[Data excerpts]
=-=-=
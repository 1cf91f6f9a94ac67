use crate::action::Action;
use crate::codec::{self, CodecError};
use crate::features::{self, FeatureError, FeatureVector, WorldState};
use crate::grid::TileGrid;
use crate::nn::{Network, NetworkError, Topology};
use crate::raycast::{RayCaster, RayHit, DEBUG_RAYS_PER_QUADRANT};
use rand::SeedableRng;
use rand_chacha::ChaCha12Rng;
use std::path::{Path, PathBuf};
use std::{error::Error, fmt};
use tracing::{info, warn};

#[derive(Clone, Copy, Debug, PartialEq, Eq)]
pub enum ControllerState {
    Disabled,
    EnabledNoModel,
    EnabledWithModel,
}

/// A model-backed decision with the outputs it was derived from.
#[derive(Clone, Copy, Debug, PartialEq)]
pub struct Decision {
    pub action: Action,
    pub raw: [f32; 2],
}

/// Why the model could not produce a decision this tick.
#[derive(Debug, Clone, PartialEq)]
pub enum InferenceError {
    Disabled,
    NoModel,
    Feature(FeatureError),
    Network(NetworkError),
    /// Model produced this many outputs instead of two.
    OutputWidth(usize),
}

impl fmt::Display for InferenceError {
    fn fmt(&self, f: &mut fmt::Formatter<'_>) -> fmt::Result {
        match self {
            InferenceError::Disabled => write!(f, "controller is disabled"),
            InferenceError::NoModel => write!(f, "no model loaded"),
            InferenceError::Feature(e) => write!(f, "feature extraction failed: {e}"),
            InferenceError::Network(e) => write!(f, "forward pass failed: {e}"),
            InferenceError::OutputWidth(n) => write!(f, "model produced {n} outputs, expected 2"),
        }
    }
}

impl Error for InferenceError {
    fn source(&self) -> Option<&(dyn Error + 'static)> {
        match self {
            InferenceError::Feature(e) => Some(e),
            InferenceError::Network(e) => Some(e),
            _ => None,
        }
    }
}

impl From<FeatureError> for InferenceError {
    fn from(e: FeatureError) -> Self {
        InferenceError::Feature(e)
    }
}

impl From<NetworkError> for InferenceError {
    fn from(e: NetworkError) -> Self {
        InferenceError::Network(e)
    }
}

#[derive(Debug)]
pub enum ControllerError {
    Codec(CodecError),
    /// Model does not map features to a two-value action.
    IncompatibleModel { expected: Topology, actual: Topology },
}

impl fmt::Display for ControllerError {
    fn fmt(&self, f: &mut fmt::Formatter<'_>) -> fmt::Result {
        match self {
            ControllerError::Codec(e) => write!(f, "failed to load model: {e}"),
            ControllerError::IncompatibleModel { expected, actual } => {
                write!(f, "model topology {actual} does not match {expected}")
            }
        }
    }
}

impl Error for ControllerError {
    fn source(&self) -> Option<&(dyn Error + 'static)> {
        match self {
            ControllerError::Codec(e) => Some(e),
            ControllerError::IncompatibleModel { .. } => None,
        }
    }
}

impl From<CodecError> for ControllerError {
    fn from(e: CodecError) -> Self {
        ControllerError::Codec(e)
    }
}

/// Per-tick decision maker for the agent.
///
/// Without a model it plays uniformly random actions from its own seeded RNG.
/// When the model fails on a frame it falls back the same way and logs a warning.
pub struct InferenceController {
    enabled: bool,
    topology: Topology,
    model: Option<Network>,
    model_path: Option<PathBuf>,
    caster: RayCaster,
    rng: ChaCha12Rng,
}

impl InferenceController {
    /// Enabled, no model, standard topology.
    pub fn new(seed: u64) -> Self {
        Self::with_topology(Topology::standard(), seed)
    }

    pub fn with_topology(topology: Topology, seed: u64) -> Self {
        Self {
            enabled: true,
            topology,
            model: None,
            model_path: None,
            caster: RayCaster::default(),
            rng: ChaCha12Rng::seed_from_u64(seed),
        }
    }

    pub fn state(&self) -> ControllerState {
        match (self.enabled, &self.model) {
            (false, _) => ControllerState::Disabled,
            (true, None) => ControllerState::EnabledNoModel,
            (true, Some(_)) => ControllerState::EnabledWithModel,
        }
    }

    pub fn set_enabled(&mut self, enabled: bool) {
        self.enabled = enabled;
    }

    pub fn is_enabled(&self) -> bool {
        self.enabled
    }

    pub fn model(&self) -> Option<&Network> {
        self.model.as_ref()
    }

    pub fn model_path(&self) -> Option<&Path> {
        self.model_path.as_deref()
    }

    /// Load a model file. On failure the previous model is dropped, so the
    /// controller falls back to random play rather than a stale network.
    pub fn load_model(&mut self, path: impl AsRef<Path>) -> Result<(), ControllerError> {
        let path = path.as_ref();
        self.model = None;
        self.model_path = None;
        let network = codec::load_file(path, &self.topology)?;
        self.model = Some(network);
        self.model_path = Some(path.to_path_buf());
        info!(path = %path.display(), topology = %self.topology, "model loaded");
        Ok(())
    }

    /// Install an in-memory network. It must match the controller topology.
    pub fn set_model(&mut self, network: Network) -> Result<(), ControllerError> {
        if network.topology() != &self.topology {
            return Err(ControllerError::IncompatibleModel {
                expected: self.topology.clone(),
                actual: network.topology().clone(),
            });
        }
        self.model = Some(network);
        self.model_path = None;
        Ok(())
    }

    pub fn clear_model(&mut self) {
        self.model = None;
        self.model_path = None;
    }

    /// Action for this tick. Never fails: see [`InferenceController::try_decide`]
    /// for the explicit path.
    pub fn decide(&mut self, state: &WorldState, grid: &TileGrid) -> Action {
        let result = self.try_decide(state, grid);
        self.resolve(result)
    }

    /// Action for an already-built feature vector.
    pub fn decide_features(&mut self, features: &[f32]) -> Action {
        let result = self.try_decide_features(features);
        self.resolve(result)
    }

    pub fn try_decide(
        &self,
        state: &WorldState,
        grid: &TileGrid,
    ) -> Result<Decision, InferenceError> {
        let network = self.ready_model()?;
        let features = features::extract_from_world(state, grid, &self.caster)?;
        Self::run(network, &features)
    }

    pub fn try_decide_features(&self, features: &[f32]) -> Result<Decision, InferenceError> {
        let network = self.ready_model()?;
        let features = FeatureVector::from_normalized(features)?;
        Self::run(network, &features)
    }

    /// Rays for the on-screen overlay, cast from the player center.
    pub fn debug_rays(&self, state: &WorldState, grid: &TileGrid) -> Vec<RayHit> {
        self.caster
            .cast(state.player_center(), grid, DEBUG_RAYS_PER_QUADRANT)
    }

    fn ready_model(&self) -> Result<&Network, InferenceError> {
        if !self.enabled {
            return Err(InferenceError::Disabled);
        }
        self.model.as_ref().ok_or(InferenceError::NoModel)
    }

    fn run(network: &Network, features: &FeatureVector) -> Result<Decision, InferenceError> {
        let out = network.forward(features.as_slice())?;
        let raw = match out.as_slice() {
            &[move_x, use_energy] => [move_x, use_energy],
            other => return Err(InferenceError::OutputWidth(other.len())),
        };
        Ok(Decision {
            action: Action::discretize(raw),
            raw,
        })
    }

    fn resolve(&mut self, result: Result<Decision, InferenceError>) -> Action {
        match result {
            Ok(decision) => decision.action,
            Err(InferenceError::Disabled) => Action::NONE,
            Err(InferenceError::NoModel) => Action::random(&mut self.rng),
            Err(e) => {
                warn!(error = %e, "model inference failed, falling back to random action");
                Action::random(&mut self.rng)
            }
        }
    }
}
=-=-=
#### About this exercise
Copy, from the data above, every line where the word "random" appears.

#### Answer space
/// Without a model it plays uniformly random actions from its own seeded RNG.
    /// controller falls back to random play rather than a stale network.
            Err(InferenceError::NoModel) => Action::random(&mut self.rng),
                warn!(error = %e, "model inference failed, falling back to random action");
                Action::random(&mut self.rng)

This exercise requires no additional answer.